You are here
Gabriel Lopez, professor, Dept. of Biomedical Engineering
Gabriel Lopez is a professor in biomedical engineering, with a secondary appointment in mechanical engineering and materials science. He holds a PhD in chemical engineering from the University of Washington and BS in chemical engineering from the University of Colorado. His primary professional interests lie in research and education in biomaterials science and engineering, bioanalytical chemistry and biointerfacial phenomena. These areas are generally populated by researchers with formal training in biomedical engineering, chemical engineering, chemistry, biology and physics, and as such are inherently interdisciplinary and highly collaborative in nature. In the area of research several key accomplishments have had significant impact in their respective fields.
In the area of biomimetic materials, Gabriel's group has developed several intelligent materials systems that are capable of biospecific molecular recognition and transduction of molecular signals to macroscopically observable responses. These materials are finding application in areas such as diagnostics, environmental monitoring and drug discovery.
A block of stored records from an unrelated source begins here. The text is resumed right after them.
//! In-process event bus connecting the pipeline stages.
//!
//! Two kinds of signal move documents forward: explicit publications on a
//! named [`Topic`], and [`Event::ObjectCreated`] notifications emitted when a
//! stage writes an object. Both carry the document id, which is the
//! idempotency key of every stage.
//!
//! Delivery is at-least-once. Every event travels in an [`Envelope`]
//! counting its delivery attempts; the runner redelivers failed envelopes.
//! The bus also counts events that are queued or being handled, which is
//! how [`Pipeline::run_until_idle`](crate::pipeline::Pipeline::run_until_idle)
//! knows the chain has settled.

use std::fmt;
use std::sync::atomic::{AtomicUsize, Ordering};
use std::sync::Arc;

use tokio::sync::{mpsc, Notify};

#[derive(Debug, Clone, Copy, PartialEq, Eq, Hash)]
pub enum Topic {
    /// Scheduler → metadata stage.
    AvailableDocument,
    /// Extraction destination → indexing stage.
    TextExtracted,
}

impl Topic {
    pub fn as_str(&self) -> &'static str {
        match self {
            Topic::AvailableDocument => "available-document",
            Topic::TextExtracted => "text-extracted",
        }
    }
}

impl fmt::Display for Topic {
    fn fmt(&self, f: &mut fmt::Formatter<'_>) -> fmt::Result {
        f.write_str(self.as_str())
    }
}

/// Where a stage's output lives in the object store.
#[derive(Debug, Clone, PartialEq, Eq, Hash)]
pub enum ObjectKey {
    /// `metadata/{id}.json`
    Metadata(String),
    /// `bitstreams/{id}.{ext}`
    Bitstream(String, String),
    /// `extracted/{id}.txt`
    ExtractedText(String),
}

impl ObjectKey {
    pub fn path(&self) -> String {
        match self {
            ObjectKey::Metadata(id) => format!("metadata/{}.json", id),
            ObjectKey::Bitstream(id, ext) => format!("bitstreams/{}.{}", id, ext),
            ObjectKey::ExtractedText(id) => format!("extracted/{}.txt", id),
        }
    }

    /// Inverse of [`path`](Self::path). Unknown layouts are `None`.
    pub fn parse(path: &str) -> Option<Self> {
        let (dir, file) = path.split_once('/')?;
        let (id, ext) = file.rsplit_once('.')?;
        if id.is_empty() || id.contains('/') {
            return None;
        }
        match (dir, ext) {
            ("metadata", "json") => Some(ObjectKey::Metadata(id.to_string())),
            ("extracted", "txt") => Some(ObjectKey::ExtractedText(id.to_string())),
            ("bitstreams", ext) if !ext.is_empty() => {
                Some(ObjectKey::Bitstream(id.to_string(), ext.to_string()))
            }
            _ => None,
        }
    }

    pub fn document_id(&self) -> &str {
        match self {
            ObjectKey::Metadata(id) | ObjectKey::Bitstream(id, _) | ObjectKey::ExtractedText(id) => id,
        }
    }
}

impl fmt::Display for ObjectKey {
    fn fmt(&self, f: &mut fmt::Formatter<'_>) -> fmt::Result {
        f.write_str(&self.path())
    }
}

#[derive(Debug, Clone, PartialEq, Eq)]
pub enum Event {
    Published { topic: Topic, document_id: String },
    ObjectCreated { key: ObjectKey },
}

impl Event {
    pub fn published(topic: Topic, document_id: impl Into<String>) -> Self {
        Event::Published {
            topic,
            document_id: document_id.into(),
        }
    }

    pub fn document_id(&self) -> &str {
        match self {
            Event::Published { document_id, .. } => document_id,
            Event::ObjectCreated { key } => key.document_id(),
        }
    }
}

impl fmt::Display for Event {
    fn fmt(&self, f: &mut fmt::Formatter<'_>) -> fmt::Result {
        match self {
            Event::Published { topic, document_id } => write!(f, "{}({})", topic, document_id),
            Event::ObjectCreated { key } => write!(f, "created({})", key),
        }
    }
}

/// An event plus its delivery attempt, starting at 1.
#[derive(Debug, Clone, PartialEq, Eq)]
pub struct Envelope {
    pub event: Event,
    pub delivery: u32,
}

/// Sending half of the bus. Cheap to clone.
#[derive(Clone)]
pub struct Bus {
    tx: mpsc::UnboundedSender<Envelope>,
    in_flight: Arc<AtomicUsize>,
    idle: Arc<Notify>,
}

/// Receiving half of the bus, owned by the pipeline runner.
pub struct Subscription {
    rx: mpsc::UnboundedReceiver<Envelope>,
}

impl Subscription {
    pub(crate) async fn recv(&mut self) -> Option<Envelope> {
        self.rx.recv().await
    }
}

impl Bus {
    pub fn new() -> (Bus, Subscription) {
        let (tx, rx) = mpsc::unbounded_channel();
        (
            Bus {
                tx,
                in_flight: Arc::new(AtomicUsize::new(0)),
                idle: Arc::new(Notify::new()),
            },
            Subscription { rx },
        )
    }

    /// Publish a first delivery of `event`.
    pub fn publish(&self, event: Event) {
        tracing::debug!(event = %event, "publish");
        self.send(Envelope { event, delivery: 1 });
    }

    /// Queue `envelope` as is. Used for redeliveries, which the caller has
    /// already counted with [`reserve`](Self::reserve).
    pub(crate) fn resend_reserved(&self, envelope: Envelope) {
        if let Err(e) = self.tx.send(envelope) {
            tracing::warn!(event = %e.0.event, "bus closed, dropping redelivery");
            self.complete();
        }
    }

    /// Count an event that will be sent later.
    pub(crate) fn reserve(&self) {
        self.in_flight.fetch_add(1, Ordering::SeqCst);
    }

    /// Mark one event as fully handled.
    pub(crate) fn complete(&self) {
        if self.in_flight.fetch_sub(1, Ordering::SeqCst) == 1 {
            self.idle.notify_one();
        }
    }

    /// Events queued, being handled, or waiting for redelivery.
    pub fn in_flight(&self) -> usize {
        self.in_flight.load(Ordering::SeqCst)
    }

    pub(crate) async fn idle(&self) {
        self.idle.notified().await
    }

    fn send(&self, envelope: Envelope) {
        self.reserve();
        self.resend_reserved(envelope);
    }
}

#[cfg(test)]
mod tests {
    use super::*;

    #[test]
    fn object_keys_round_trip_through_paths() {
        for key in [
            ObjectKey::Metadata("a1".into()),
            ObjectKey::Bitstream("a1".into(), "pdf".into()),
            ObjectKey::ExtractedText("a1".into()),
        ] {
            assert_eq!(ObjectKey::parse(&key.path()), Some(key.clone()));
            assert_eq!(key.document_id(), "a1");
        }
    }

    #[test]
    fn foreign_paths_are_not_object_keys() {
        assert_eq!(ObjectKey::parse("metadata/a1.txt"), None);
        assert_eq!(ObjectKey::parse("other/a1.json"), None);
        assert_eq!(ObjectKey::parse("metadata/.json"), None);
        assert_eq!(ObjectKey::parse("bitstreams/x/y.pdf"), None);
        assert_eq!(ObjectKey::parse("noslash"), None);
    }

    #[test]
    fn topics_use_wire_names() {
        assert_eq!(Topic::AvailableDocument.to_string(), "available-document");
        assert_eq!(Topic::TextExtracted.to_string(), "text-extracted");
    }

    #[tokio::test]
    async fn in_flight_tracks_publish_and_complete() {
        let (bus, mut sub) = Bus::new();
        bus.publish(Event::published(Topic::AvailableDocument, "d1"));
        assert_eq!(bus.in_flight(), 1);
        let env = sub.recv().await.unwrap();
        assert_eq!(env.delivery, 1);
        assert_eq!(env.event.document_id(), "d1");
        bus.complete();
        assert_eq!(bus.in_flight(), 0);
    }
}
//! Ingestion pipeline stages.
//!
//! Each stage reacts to one event for one document and either writes an
//! object (whose creation drives the next stage) or publishes to a topic:
//!
//! ```text
//! schedule ──available-document──▶ metadata ──metadata/{id}.json──▶ bitstream
//!                                                                     │    │
//!                                       (no primary bitstream) ◀──────┘    │
//!                                                │          bitstreams/{id}.{ext}
//!                                                │                         ▼
//!  index ◀──text-extracted── extracted/{id}.txt ◀───────────────── extractor
//! ```
//!
//! Every stage is keyed by document id and overwrites rather than appends,
//! so handling a redelivered event again is harmless.

use std::collections::BTreeMap;
use std::sync::Arc;

use chrono::{DateTime, Utc};

use crate::bus::{Bus, Event, ObjectKey, Topic};
use crate::error::{Error, Result};
use crate::extract::{extension_for, mime_for, Extractor};
use crate::index_client::IndexClient;
use crate::indices::field_name;
use crate::models::{Bitstream, DocumentItem, IndexedDocument, IndexedDocumentTerm};
use crate::object_store::NotifyingStore;
use crate::repository::Repository;
use crate::tagger::Tagger;

/// Bundle holding a repository item's original uploads.
const PRIMARY_BUNDLE: &str = "ORIGINAL";

/// How far a document got in the pipeline.
#[derive(Debug, Clone, Copy, PartialEq, Eq, Hash, PartialOrd, Ord)]
pub enum DocState {
    Scheduled,
    MetadataFetched,
    BitstreamFetched,
    TextExtracted,
    Indexed,
    Failed,
}

impl DocState {
    pub fn as_str(&self) -> &'static str {
        match self {
            DocState::Scheduled => "scheduled",
            DocState::MetadataFetched => "metadata_fetched",
            DocState::BitstreamFetched => "bitstream_fetched",
            DocState::TextExtracted => "text_extracted",
            DocState::Indexed => "indexed",
            DocState::Failed => "failed",
        }
    }

    /// Position along the happy path. `Scheduled` and `Failed` start or end
    /// a run and rank 0.
    pub fn rank(&self) -> i64 {
        match self {
            DocState::Scheduled | DocState::Failed => 0,
            DocState::MetadataFetched => 1,
            DocState::BitstreamFetched => 2,
            DocState::TextExtracted => 3,
            DocState::Indexed => 4,
        }
    }

    pub fn parse(s: &str) -> Option<Self> {
        Some(match s {
            "scheduled" => DocState::Scheduled,
            "metadata_fetched" => DocState::MetadataFetched,
            "bitstream_fetched" => DocState::BitstreamFetched,
            "text_extracted" => DocState::TextExtracted,
            "indexed" => DocState::Indexed,
            "failed" => DocState::Failed,
            _ => return None,
        })
    }
}

/// A feed entry picked up by a scheduler pass.
#[derive(Debug, Clone, PartialEq, Eq)]
pub struct ScheduledEntry {
    pub published: DateTime<Utc>,
    /// `None` when the handle did not resolve; such an entry has nothing
    /// left to process.
    pub document_id: Option<String>,
}

/// Result of one scheduler pass.
#[derive(Debug, Clone, PartialEq, Eq)]
pub struct ScheduleReport {
    pub published: usize,
    pub skipped: usize,
    /// Every entry newer than the watermark, in feed order.
    pub entries: Vec<ScheduledEntry>,
}

impl ScheduleReport {
    /// Newest publish date seen in this pass.
    pub fn newest(&self) -> Option<DateTime<Utc>> {
        self.entries.iter().map(|e| e.published).max()
    }
}

/// The watermark once every entry has settled.
///
/// This is the newest publish date such that every entry published at or
/// before it is done. An entry that is not done holds the watermark below
/// its own date, so the next pass announces it again.
pub fn processed_watermark<F>(entries: &[ScheduledEntry], mut is_done: F) -> Option<DateTime<Utc>>
where
    F: FnMut(&str) -> bool,
{
    let blocked = entries
        .iter()
        .filter(|e| e.document_id.as_deref().is_some_and(|id| !is_done(id)))
        .map(|e| e.published)
        .min();
    entries
        .iter()
        .map(|e| e.published)
        .filter(|p| blocked.map_or(true, |b| *p < b))
        .max()
}

/// Shared dependencies of every stage.
#[derive(Clone)]
pub struct Stages {
    pub repository: Arc<dyn Repository>,
    pub store: NotifyingStore,
    pub extractor: Arc<dyn Extractor>,
    pub tagger: Tagger,
    pub index: IndexClient,
    pub documents_index: String,
    pub content_mime_types: Vec<String>,
    pub bus: Bus,
}

impl Stages {
    // ============ Scheduler ============

    /// Publish `available-document` for every feed entry newer than
    /// `watermark`.
    ///
    /// Fails without publishing anything if a newer entry could not be
    /// resolved. The watermark is not moved here: see
    /// [`processed_watermark`].
    pub async fn schedule_feed(&self, watermark: Option<DateTime<Utc>>) -> Result<ScheduleReport> {
        let entries = self.repository.get_feed().await?;
        let mut report = ScheduleReport {
            published: 0,
            skipped: 0,
            entries: Vec::new(),
        };

        for entry in entries.iter().filter(|e| watermark.map_or(true, |w| e.published > w)) {
            let document_id = match self.repository.find(&entry.handle).await? {
                Some(item) => Some(item.uuid.to_string()),
                None => {
                    tracing::warn!(handle = %entry.handle, "feed entry not found in repository");
                    report.skipped += 1;
                    None
                }
            };
            report.entries.push(ScheduledEntry {
                published: entry.published,
                document_id,
            });
        }

        for id in report.entries.iter().filter_map(|e| e.document_id.as_deref()) {
            self.bus.publish(Event::published(Topic::AvailableDocument, id));
            report.published += 1;
        }
        tracing::info!(
            published = report.published,
            skipped = report.skipped,
            "scheduled feed entries"
        );
        Ok(report)
    }

    /// Publish `available-document` for every item in the repository.
    pub async fn schedule_all(&self, page_size: usize) -> Result<usize> {
        let mut offset = 0;
        let mut published = 0;
        loop {
            let items = self.repository.get_items(offset, page_size).await?;
            if items.is_empty() {
                break;
            }
            for item in &items {
                self.bus
                    .publish(Event::published(Topic::AvailableDocument, item.uuid.to_string()));
            }
            published += items.len();
            offset += items.len();
            if items.len() < page_size {
                break;
            }
        }
        tracing::info!(published, "scheduled all repository items");
        Ok(published)
    }

    // ============ Metadata ============

    /// Fetch the item snapshot and store it as `metadata/{id}.json`.
    pub async fn fetch_metadata(&self, document_id: &str) -> Result<DocState> {
        let item = self
            .repository
            .get_item(document_id)
            .await?
            .ok_or_else(|| Error::not_found("item", document_id))?;
        let bytes = serde_json::to_vec(&item)?;
        self.store
            .put(&ObjectKey::Metadata(document_id.to_string()), bytes)
            .await?;
        tracing::info!(document_id, handle = %item.handle, "stored metadata");
        Ok(DocState::MetadataFetched)
    }

    // ============ Bitstream ============

    /// Download the primary bitstream, or index straight away if there is
    /// none.
    pub async fn fetch_bitstream(&self, document_id: &str) -> Result<DocState> {
        let item = self.load_item(document_id).await?;
        let Some(bitstream) = primary_bitstream(&item, &self.content_mime_types) else {
            tracing::info!(document_id, "no primary bitstream, indexing without text");
            return self.index_document(document_id).await;
        };

        let Some(bytes) = self.repository.get_bitstream(&bitstream.retrieve_link).await? else {
            tracing::warn!(
                document_id,
                link = %bitstream.retrieve_link,
                "primary bitstream vanished, indexing without text"
            );
            return self.index_document(document_id).await;
        };

        tracing::info!(
            document_id,
            mime_type = %bitstream.mime_type,
            bytes = bytes.len(),
            checksum = bitstream.check_sum.as_ref().map(|c| c.value.as_str()).unwrap_or("-"),
            "downloaded bitstream"
        );
        let key = ObjectKey::Bitstream(
            document_id.to_string(),
            extension_for(&bitstream.mime_type).to_string(),
        );
        self.store.put(&key, bytes).await?;
        Ok(DocState::BitstreamFetched)
    }

    // ============ Extraction ============

    /// Run the extractor on a stored bitstream and store the text.
    pub async fn extract(&self, document_id: &str, extension: &str) -> Result<DocState> {
        let key = ObjectKey::Bitstream(document_id.to_string(), extension.to_string());
        let bytes = self
            .store
            .get(&key)
            .await?
            .ok_or_else(|| Error::not_found("bitstream object", key.path()))?;
        let text = self
            .extractor
            .extract(document_id, bytes, mime_for(extension))
            .await?;
        self.store
            .put(&ObjectKey::ExtractedText(document_id.to_string()), text.into_bytes())
            .await?;
        Ok(DocState::TextExtracted)
    }

    /// Extracted text landed in storage: announce it.
    pub fn announce_text(&self, document_id: &str) {
        self.bus
            .publish(Event::published(Topic::TextExtracted, document_id));
    }

    // ============ Indexing ============

    /// Tag the document and overwrite its entry in the documents index.
    pub async fn index_document(&self, document_id: &str) -> Result<DocState> {
        let item = self.load_item(document_id).await?;
        let text = self
            .store
            .get(&ObjectKey::ExtractedText(document_id.to_string()))
            .await?
            .map(|bytes| String::from_utf8_lossy(&bytes).into_owned());

        let terms = self.tagger.tag(item.title(), text.as_deref()).await?;
        let doc = build_indexed_document(&item, text, terms);
        self.index
            .index_document(&self.documents_index, Some(document_id), &serde_json::to_value(&doc)?)
            .await?;
        tracing::info!(document_id, terms = doc.terms.len(), "indexed document");
        Ok(DocState::Indexed)
    }

    /// The stored metadata snapshot, falling back to the repository.
    async fn load_item(&self, document_id: &str) -> Result<DocumentItem> {
        if let Some(bytes) = self
            .store
            .get(&ObjectKey::Metadata(document_id.to_string()))
            .await?
        {
            return Ok(serde_json::from_slice(&bytes)?);
        }
        tracing::debug!(document_id, "no stored metadata, asking repository");
        self.repository
            .get_item(document_id)
            .await?
            .ok_or_else(|| Error::not_found("item", document_id))
    }
}

/// The bitstream to extract text from, if any.
///
/// Only bitstreams of a configured content type qualify; one in the
/// `ORIGINAL` bundle wins over any other bundle.
pub fn primary_bitstream<'a>(item: &'a DocumentItem, content_mime_types: &[String]) -> Option<&'a Bitstream> {
    let mut candidates = item
        .bitstreams
        .iter()
        .filter(|b| content_mime_types.iter().any(|m| m == &b.mime_type));
    let first = candidates.clone().next();
    candidates
        .find(|b| b.bundle_name == PRIMARY_BUNDLE)
        .or(first)
}

/// Project a snapshot, its text, and its tags into the indexed form.
pub fn build_indexed_document(
    item: &DocumentItem,
    text: Option<String>,
    terms: Vec<IndexedDocumentTerm>,
) -> IndexedDocument {
    let mut fields: BTreeMap<String, Vec<String>> = BTreeMap::new();
    for m in &item.metadata {
        fields.entry(field_name(&m.key)).or_default().push(m.value.clone());
    }
    IndexedDocument {
        uuid: item.uuid,
        handle: item.handle.clone(),
        last_modified: item.last_modified.clone(),
        title: item.title().map(str::to_string),
        metadata: item.metadata.clone(),
        bitstreams: item.bitstreams.clone(),
        bitstream_text: text,
        terms,
        fields,
    }
}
In the area of biosensing and diagnostic systems, Gabriel has focused on development of methods and instrumentation suited for making measurements on arrays of biospecific and cross-reactive sensors. A key research accomplishment is the development of a suite of methods that span refractometric, fluorometric, electrochemical and colorimetric transduction methods. This comprehensive suite of methodologies brings substantial power to designing biosensing systems for particular applications, and to benchmarking the performance of new methodologies.
In the area of control of microbial interactions with materials, Gabriel's team was among the first to establish principles for formation of fouling resistant surfaces and stimuli-responsive surfaces that could be used for rapid and efficient release of microbial biofilms.
Finally, in the area of analytical separations, he has demonstrated facile methods for the manufacture of integrated nanofluidic systems that allow controllable sample introduction and highly efficient separation using new methodologies such as nanoelectroosmosis. Each of these general areas of research remains ripe for new discoveries and innovations.